Una delle qualità fondamentali della lingua e dello stile di Leopardi è senza dubbio la varietà. Una varietà linguistica e stilistica che è in primo luogo il riflesso della varietà di generi letterari che egli ha sperimentato: dalla lirica suprema dei Canti alla poesia narrativa e corrosiva dei Paralipomeni, dalla prosa fantastica e metafisica delle Operette a quella monolitica ed “europea” dei Pensieri, fino all’Epistolario e lo Zibaldone. Esperimenti che hanno avuto la forza di innovare in profondità, talora dalle fondamenta, il modo di fare letteratura in Italia e fuori da essa.

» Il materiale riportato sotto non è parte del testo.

//! Error types module
//!
//! All failure paths in the reporting procedure are modeled as values of
//! `AppError`. Pipelines never panic on domain failures; the procedure
//! state machine consumes these and decides whether to block navigation,
//! offer retry, or fall back to manual input.

use std::io;

#[derive(Debug, thiserror::Error)]
pub enum AppError {
    /// Step-gating failure. Local, never a system failure; blocks
    /// `advance()` and is shown inline at the current step.
    #[error("Validation failed: {0}")]
    Validation(String),

    /// Camera stream could not be acquired (permission denied or no
    /// device). Recoverable via file selection.
    #[error("Camera unavailable: {0}")]
    CameraUnavailable(String),

    /// Device permission denied for a non-camera capability.
    #[error("Permission denied: {0}")]
    PermissionDenied(String),

    /// Geolocation fix could not be obtained (denied or timed out).
    /// Recoverable via address search or map selection.
    #[error("Position unavailable: {0}")]
    PositionUnavailable(String),

    #[error("File too large: {size} bytes exceeds limit of {limit} bytes")]
    FileTooLarge { size: usize, limit: usize },

    #[error("Unsupported media type: {0}")]
    UnsupportedMediaType(String),

    #[error("Image processing failed: {0}")]
    ImageProcessingFailed(String),

    /// Business-rule rejection: the coordinate falls outside the
    /// configured service area. Not a bug.
    #[error("Location ({latitude}, {longitude}) is outside the service area")]
    OutOfServiceArea { latitude: f64, longitude: f64 },

    #[error("Geocoding error: {0}")]
    Geocoding(String),

    /// Network-level failure or 5xx response. Retryable with backoff.
    #[error("Transient network error: {0}")]
    TransientNetwork(String),

    /// 4xx rejection from the backend. Never retried; surfaced verbatim.
    #[error("Server rejected request ({status}): {message}")]
    TerminalServer { status: u16, message: String },

    #[error("Draft has expired and can no longer be submitted")]
    DraftExpired,

    #[error("Draft is not ready for submission: {0}")]
    DraftIncomplete(String),

    #[error("No network connection")]
    Offline,

    #[error("Operation cancelled")]
    Cancelled,

    #[error("Internal error: {0}")]
    Internal(String),
}

impl AppError {
    /// Whether the submission orchestrator may retry after this error.
    /// Terminal errors end the attempt permanently.
    pub fn is_retryable(&self) -> bool {
        matches!(
            self,
            AppError::TransientNetwork(_) | AppError::Offline
        )
    }

    /// Classify an HTTP status code from the submission or geocoding
    /// backend: 5xx is retryable, everything else in the error range is
    /// terminal.
    pub fn from_http_status(status: u16, message: impl Into<String>) -> Self {
        let message = message.into();
        if status >= 500 {
            AppError::TransientNetwork(format!("HTTP {}: {}", status, message))
        } else {
            AppError::TerminalServer { status, message }
        }
    }

    /// Error type name for logging and client-facing error codes.
    pub fn error_type(&self) -> &'static str {
        match self {
            AppError::Validation(_) => "Validation",
            AppError::CameraUnavailable(_) => "CameraUnavailable",
            AppError::PermissionDenied(_) => "PermissionDenied",
            AppError::PositionUnavailable(_) => "PositionUnavailable",
            AppError::FileTooLarge { .. } => "FileTooLarge",
            AppError::UnsupportedMediaType(_) => "UnsupportedMediaType",
            AppError::ImageProcessingFailed(_) => "ImageProcessingFailed",
            AppError::OutOfServiceArea { .. } => "OutOfServiceArea",
            AppError::Geocoding(_) => "Geocoding",
            AppError::TransientNetwork(_) => "TransientNetwork",
            AppError::TerminalServer { .. } => "TerminalServer",
            AppError::DraftExpired => "DraftExpired",
            AppError::DraftIncomplete(_) => "DraftIncomplete",
            AppError::Offline => "Offline",
            AppError::Cancelled => "Cancelled",
            AppError::Internal(_) => "Internal",
        }
    }
}

impl From<io::Error> for AppError {
    fn from(err: io::Error) -> Self {
        AppError::Internal(format!("IO error: {}", err))
    }
}

impl From<serde_json::Error> for AppError {
    fn from(err: serde_json::Error) -> Self {
        AppError::Internal(format!("JSON error: {}", err))
    }
}

impl From<anyhow::Error> for AppError {
    fn from(err: anyhow::Error) -> Self {
        AppError::Internal(err.to_string())
    }
}
//! Procedure orchestration for the litter reporting flow.
//!
//! The state machine owns the draft and gates step navigation; the
//! submission orchestrator owns status transitions around submission;
//! the network monitor and expiry timer feed both with signals.

pub mod camera;
pub mod expiry;
pub mod network;
pub mod state_machine;
pub mod store;
pub mod submission;
pub mod validation;

pub use camera::CameraGuard;
pub use expiry::DraftExpiryTimer;
pub use network::{ConnectivityProbe, NetworkAvailabilityMonitor};
pub use state_machine::ProcedureStateMachine;
pub use store::{DraftStore, MemoryDraftStore};
pub use submission::{SubmissionOrchestrator, SubmissionState};
pub use validation::{ready_for_submission, step_completion};
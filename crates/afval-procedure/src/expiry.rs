//! Draft lifetime timer.
//!
//! One timer per draft, started by whoever created the draft. When the
//! lifetime elapses the timer publishes on a `watch` channel; the owner
//! reacts by marking the draft expired. The state machine additionally
//! checks wall-clock expiry on every interaction, so a missed timer
//! (process suspended, for instance) still expires the draft.

use chrono::{DateTime, Duration, Utc};
use tokio::sync::watch;
use tokio::task::JoinHandle;

pub struct DraftExpiryTimer {
    expired: watch::Receiver<bool>,
    timer: JoinHandle<()>,
}

impl DraftExpiryTimer {
    /// Start a timer that fires `lifetime` after `created_at`. Fires
    /// immediately when the lifetime has already elapsed.
    pub fn start(created_at: DateTime<Utc>, lifetime: Duration) -> Self {
        let (sender, expired) = watch::channel(false);
        let remaining = (created_at + lifetime - Utc::now())
            .to_std()
            .unwrap_or(std::time::Duration::ZERO);

        let timer = tokio::spawn(async move {
            tokio::time::sleep(remaining).await;
            let _ = sender.send(true);
        });

        Self { expired, timer }
    }

    pub fn is_expired(&self) -> bool {
        *self.expired.borrow()
    }

    /// Subscribe to the expiry signal.
    pub fn subscribe(&self) -> watch::Receiver<bool> {
        self.expired.clone()
    }

    /// Stop the timer without firing; used when the draft is submitted
    /// or discarded before its lifetime elapses.
    pub fn cancel(&self) {
        self.timer.abort();
    }
}

impl Drop for DraftExpiryTimer {
    fn drop(&mut self) {
        self.timer.abort();
    }
}
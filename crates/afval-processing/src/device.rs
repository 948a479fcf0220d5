//! Device capture traits.
//!
//! The platform camera is exposed as a promise-style async primitive;
//! implementations wrap the actual device API. The pipeline only ever
//! talks to these traits.

use async_trait::async_trait;
use bytes::Bytes;

use afval_core::AppError;

/// A still frame taken from a live stream or picked from storage.
#[derive(Debug, Clone)]
pub struct RawPhoto {
    pub data: Bytes,
    pub content_type: String,
}

impl RawPhoto {
    pub fn new(data: Bytes, content_type: impl Into<String>) -> Self {
        Self {
            data,
            content_type: content_type.into(),
        }
    }
}

/// Live camera stream handle. Frames are captured from it; `release`
/// stops the stream and frees the device, and must be idempotent.
#[async_trait]
pub trait CameraStream: Send {
    /// Take a still frame from the live stream.
    async fn capture_frame(&mut self) -> Result<RawPhoto, AppError>;

    /// Stop the stream and release device resources. Safe to call more
    /// than once.
    async fn release(&mut self);
}

/// Camera acquisition primitive.
#[async_trait]
pub trait CameraDevice: Send + Sync {
    /// Request a live camera stream. Fails with
    /// [`AppError::CameraUnavailable`] on permission denial or device
    /// absence; callers fall back to file selection.
    async fn acquire(&self) -> Result<Box<dyn CameraStream>, AppError>;
}

/// File selection primitive, the fallback when no camera is available.
/// `None` means the reporter dismissed the picker.
#[async_trait]
pub trait PhotoPicker: Send + Sync {
    async fn pick(&self) -> Result<Option<RawPhoto>, AppError>;
}
//! Photo capture and optimization pipeline.
//!
//! Acquires a camera stream or a user-chosen file, validates it,
//! downscales and re-encodes it, and hands the result to the waste
//! classifier. Device primitives sit behind async traits so the
//! pipeline logic stays sequential.

pub mod classify;
pub mod device;
pub mod optimizer;
pub mod pipeline;
pub mod validator;

pub use classify::{ClassificationOutcome, Classifier};
pub use device::{CameraDevice, CameraStream, PhotoPicker, RawPhoto};
pub use optimizer::PhotoOptimizer;
pub use pipeline::PhotoCapturePipeline;
pub use validator::PhotoValidator;
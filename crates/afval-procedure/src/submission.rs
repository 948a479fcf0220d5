//! Submission orchestration.
//!
//! Owns the retry loop and every draft status transition around
//! submission. Retries are an explicit loop over the backoff policy;
//! only retryable errors re-enter it. When the network monitor reports
//! offline, the attempt queues until reconnect instead of burning
//! retries.

use std::sync::{Arc, Mutex};

use chrono::Utc;
use tokio::sync::watch;

use afval_client::{SubmissionRequest, SubmissionTransport};
use afval_core::{AppError, DraftStatus, ReportDraft, SubmissionReceipt};
use afval_infra::{compute_backoff, BackoffPolicy};

use crate::validation::ready_for_submission;

#[derive(Debug, Clone, Copy, PartialEq, Eq)]
pub enum SubmissionState {
    Idle,
    Submitting,
    QueuedOffline,
    Submitted,
    Failed,
}

pub struct SubmissionOrchestrator {
    transport: Arc<dyn SubmissionTransport>,
    backoff: BackoffPolicy,
    online: watch::Receiver<bool>,
    state: Mutex<SubmissionState>,
    cancel: watch::Sender<bool>,
}

impl SubmissionOrchestrator {
    pub fn new(
        transport: Arc<dyn SubmissionTransport>,
        backoff: BackoffPolicy,
        online: watch::Receiver<bool>,
    ) -> Self {
        let (cancel, _) = watch::channel(false);
        Self {
            transport,
            backoff,
            online,
            state: Mutex::new(SubmissionState::Idle),
            cancel,
        }
    }

    pub fn state(&self) -> SubmissionState {
        *self
            .state
            .lock()
            .unwrap_or_else(|e| e.into_inner())
    }

    fn set_state(&self, state: SubmissionState) {
        *self
            .state
            .lock()
            .unwrap_or_else(|e| e.into_inner()) = state;
    }

    /// Abort the in-flight submission, if any. The aborted call
    /// restores the draft to `Draft` status and returns `Cancelled`.
    pub fn cancel(&self) {
        let _ = self.cancel.send(true);
    }

    /// Submit the draft. The readiness guard mirrors the review step's
    /// validation and runs before any network activity; an incomplete
    /// draft never produces a request. On success the draft is stamped
    /// `Submitted` with the backend's report id; a terminal error or
    /// exhausted retries stamp `Failed`, from which a manual retry may
    /// call `submit` again.
    pub async fn submit(
        &self,
        draft: &mut ReportDraft,
    ) -> Result<SubmissionReceipt, AppError> {
        if draft.status == DraftStatus::Expired {
            return Err(AppError::DraftExpired);
        }
        if !draft.is_submittable_status() {
            return Err(AppError::Validation(format!(
                "draft is not submittable in status {:?}",
                draft.status
            )));
        }
        ready_for_submission(draft).map_err(|e| match e {
            AppError::Validation(reason) => AppError::DraftIncomplete(reason),
            other => other,
        })?;
        let request = SubmissionRequest::from_draft(draft)?;

        let _ = self.cancel.send(false);
        let mut cancel_rx = self.cancel.subscribe();
        let mut online_rx = self.online.clone();

        draft.status = DraftStatus::Submitting;
        self.set_state(SubmissionState::Submitting);
        tracing::info!(draft_id = %draft.id, "Submitting report");

        let mut attempt: u32 = 0;
        loop {
            if !*online_rx.borrow() {
                self.set_state(SubmissionState::QueuedOffline);
                tracing::info!(draft_id = %draft.id, "Offline, queueing submission");
                tokio::select! {
                    changed = online_rx.wait_for(|online| *online) => {
                        if changed.is_err() {
                            // Monitor gone; treat as online and attempt
                        }
                        self.set_state(SubmissionState::Submitting);
                    }
                    _ = cancel_rx.changed() => {
                        return self.cancelled(draft);
                    }
                }
            }

            let result = tokio::select! {
                result = self.transport.submit(&request) => result,
                _ = cancel_rx.changed() => {
                    return self.cancelled(draft);
                }
            };

            match result {
                Ok(receipt) => {
                    draft.status = DraftStatus::Submitted;
                    draft.submitted_at = Some(Utc::now());
                    self.set_state(SubmissionState::Submitted);
                    tracing::info!(
                        draft_id = %draft.id,
                        report_id = %receipt.report_id,
                        "Report submitted"
                    );
                    return Ok(receipt);
                }
                Err(e) if e.is_retryable() => {
                    attempt += 1;
                    if attempt >= self.backoff.max_attempts {
                        tracing::warn!(
                            draft_id = %draft.id,
                            attempts = attempt,
                            error = %e,
                            "Submission retries exhausted"
                        );
                        return self.failed(draft, e);
                    }
                    let delay =
                        compute_backoff(self.backoff.base, attempt - 1, self.backoff.max_delay);
                    tracing::debug!(
                        draft_id = %draft.id,
                        attempt,
                        delay_ms = delay.as_millis() as u64,
                        error = %e,
                        "Submission attempt failed, backing off"
                    );
                    tokio::select! {
                        _ = tokio::time::sleep(delay) => {}
                        _ = cancel_rx.changed() => {
                            return self.cancelled(draft);
                        }
                    }
                }
                Err(e) => {
                    tracing::warn!(draft_id = %draft.id, error = %e, "Submission rejected");
                    return self.failed(draft, e);
                }
            }
        }
    }

    fn cancelled(&self, draft: &mut ReportDraft) -> Result<SubmissionReceipt, AppError> {
        draft.status = DraftStatus::Draft;
        self.set_state(SubmissionState::Idle);
        tracing::info!(draft_id = %draft.id, "Submission cancelled");
        Err(AppError::Cancelled)
    }

    fn failed(
        &self,
        draft: &mut ReportDraft,
        error: AppError,
    ) -> Result<SubmissionReceipt, AppError> {
        draft.status = DraftStatus::Failed;
        self.set_state(SubmissionState::Failed);
        Err(error)
    }
}
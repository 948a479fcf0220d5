//! Location resolution service.
//!
//! Three entry points (device GPS, forward address search, map-chosen
//! point) converge on a single `produce_location_info` that performs the
//! service-area check and composes the display address. Forward search
//! follows a last-request-wins rule: each call takes a monotonically
//! increasing token and a response is discarded when a newer request was
//! issued while it was in flight.

use std::sync::atomic::{AtomicU64, Ordering};
use std::sync::Arc;
use std::time::Duration;

use afval_core::{AddressCandidate, AppError, Config, Coordinate, LocationInfo, ServiceArea};

use crate::formatter::compose_address;
use crate::geocoder::{Geocoder, GeolocationDevice};

/// Outcome of a forward address search.
#[derive(Debug, Clone, PartialEq)]
pub enum AddressSearch {
    /// A newer search was issued while this one was in flight; the
    /// result must not be committed.
    Superseded,
    Candidates(Vec<AddressCandidate>),
}

pub struct LocationResolutionService {
    geocoder: Arc<dyn Geocoder>,
    geolocation: Arc<dyn GeolocationDevice>,
    service_area: ServiceArea,
    geolocation_timeout: Duration,
    search_limit: usize,
    min_query_len: usize,
    search_token: AtomicU64,
}

impl LocationResolutionService {
    pub fn new(
        geocoder: Arc<dyn Geocoder>,
        geolocation: Arc<dyn GeolocationDevice>,
        config: &Config,
    ) -> Self {
        Self {
            geocoder,
            geolocation,
            service_area: config.service_area.clone(),
            geolocation_timeout: Duration::from_secs(config.geolocation_timeout_secs),
            search_limit: config.geocoding_search_limit,
            min_query_len: config.geocoding_min_query_len,
            search_token: AtomicU64::new(0),
        }
    }

    /// Resolve the device's current position to a validated location.
    /// Bounded by the geolocation timeout; denial and timeout both
    /// surface as [`AppError::PositionUnavailable`].
    pub async fn resolve_current_position(&self) -> Result<LocationInfo, AppError> {
        let position = tokio::time::timeout(
            self.geolocation_timeout,
            self.geolocation.current_position(),
        )
        .await
        .map_err(|_| AppError::PositionUnavailable("geolocation timed out".to_string()))??;

        self.produce_location_info(position).await
    }

    /// Forward-geocode a free-text query. Returns
    /// [`AddressSearch::Superseded`] when a newer search was issued
    /// while this one was in flight.
    pub async fn search_address(&self, query: &str) -> Result<AddressSearch, AppError> {
        let query = query.trim();
        if query.len() < self.min_query_len {
            return Err(AppError::Validation(format!(
                "search query must be at least {} characters",
                self.min_query_len
            )));
        }

        let token = self.search_token.fetch_add(1, Ordering::SeqCst) + 1;
        let candidates = self.geocoder.search(query, self.search_limit).await?;

        // Last-issued request wins, regardless of response arrival order
        if self.search_token.load(Ordering::SeqCst) != token {
            tracing::debug!(query = %query, "Discarding stale search response");
            return Ok(AddressSearch::Superseded);
        }
        Ok(AddressSearch::Candidates(candidates))
    }

    /// Resolve a search candidate the reporter picked.
    pub async fn resolve_candidate(
        &self,
        candidate: &AddressCandidate,
    ) -> Result<LocationInfo, AppError> {
        self.produce_location_info(Coordinate::new(candidate.latitude, candidate.longitude))
            .await
    }

    /// Resolve a point chosen on the map surface.
    pub async fn select_from_map(&self, coordinate: Coordinate) -> Result<LocationInfo, AppError> {
        self.produce_location_info(coordinate).await
    }

    /// Single convergence point: service-area check, reverse geocode,
    /// deterministic address composition. Rejected coordinates produce
    /// no `LocationInfo` at all.
    async fn produce_location_info(
        &self,
        coordinate: Coordinate,
    ) -> Result<LocationInfo, AppError> {
        if !self
            .service_area
            .contains(coordinate.latitude, coordinate.longitude)
        {
            tracing::info!(
                latitude = coordinate.latitude,
                longitude = coordinate.longitude,
                "Coordinate outside service area"
            );
            return Err(AppError::OutOfServiceArea {
                latitude: coordinate.latitude,
                longitude: coordinate.longitude,
            });
        }

        let structured = self.geocoder.reverse(coordinate).await?;
        let address = compose_address(&structured);
        if address.is_empty() {
            return Err(AppError::Geocoding(
                "no address found for coordinate".to_string(),
            ));
        }

        let optional = |s: &str| {
            let s = s.trim();
            (!s.is_empty()).then(|| s.to_string())
        };

        Ok(LocationInfo {
            latitude: coordinate.latitude,
            longitude: coordinate.longitude,
            address,
            district: optional(&structured.district),
            neighbourhood: optional(&structured.neighbourhood),
            municipality: optional(&structured.municipality),
        })
    }
}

«La lingua italiana è piuttosto un complesso di lingue che una lingua sola, potendo tanto variare secondo i vari soggetti, e stili, e caratteri degli scrittori che quei diversi stili paiono quasi diverse lingue, non avendo presso che alcuna relazione scambievole.»1
Leopardi era consapevole dello stretto rapporto che lega la lingua alla cultura e alla nazione: «La storia di ciascuna lingua è la storia di quelli che la parlarono o la parlano, e la storia delle lingue è la storia della mente umana».2 Ma nel momento in cui egli sposta il problema teorico della lingua a quello dei parlanti e alla storia delle idee veicolate appunto tramite la lingua s’imbatte nella dicotomia categoriale insita nella prospettiva sociolinguistica di ogni idioma: da una parte il punto di vista che privilegia l’uniformità e l’omogeneità e dall’altra quello che sottolinea la varietà e la molteplicità. Il prevalere di una delle caratteristiche sull’altra è strettamente connesso al tipo di organizzazione sociale di cui la lingua è uno strumento comunicazionale.3
In Italia, l’assenza di unità della nazione ha affidato un ruolo fondamentale, nella omogeneità normativa linguistica, al primato artistico e letterario svolto tra il quattordicesimo e il sedicesimo secolo da Firenze e dalla Toscana. Ma questa omogeneità, secondo Leopardi, sarebbe «cosa ridicola che in un paese privo affatto di unità, e dove nessuna città, nessuna provincia sovrasta all’altra, si voglia introdurre questa tirannia nella lingua».4 In comune con Manzoni egli lamenta la mancanza di un’unità nazionale e di una capitale che possa aver favorito la standardizzazione della lingua ma, a differenza dello scrittore lombardo, non accetta come soluzione linguistica unificante quella di «risciacquar i panni in Arno», scelta adottata da Manzoni a partire dal 1827. In qualche modo Leopardi anticipa il concetto di sistema, che è alla base del Cours de linguistique générale di De Saussure, quando affronta la dinamica che ogni poeta dovrebbe tener presente tra adozione di una lingua “comune e nazionale” e riutilizzo di forme antiche che favoriscono nel lettore l’accesso all’evocazione del passato e la proiezione nell’immaginario.5
Nell’ottica di Leopardi, tutto ciò che è umano ha a che fare in qualche modo con la lingua: letteratura, politica, storia nazionale, sistema delle idee.6 Per il poeta recanatese la lingua andrebbe a incidere anche sulla memoria.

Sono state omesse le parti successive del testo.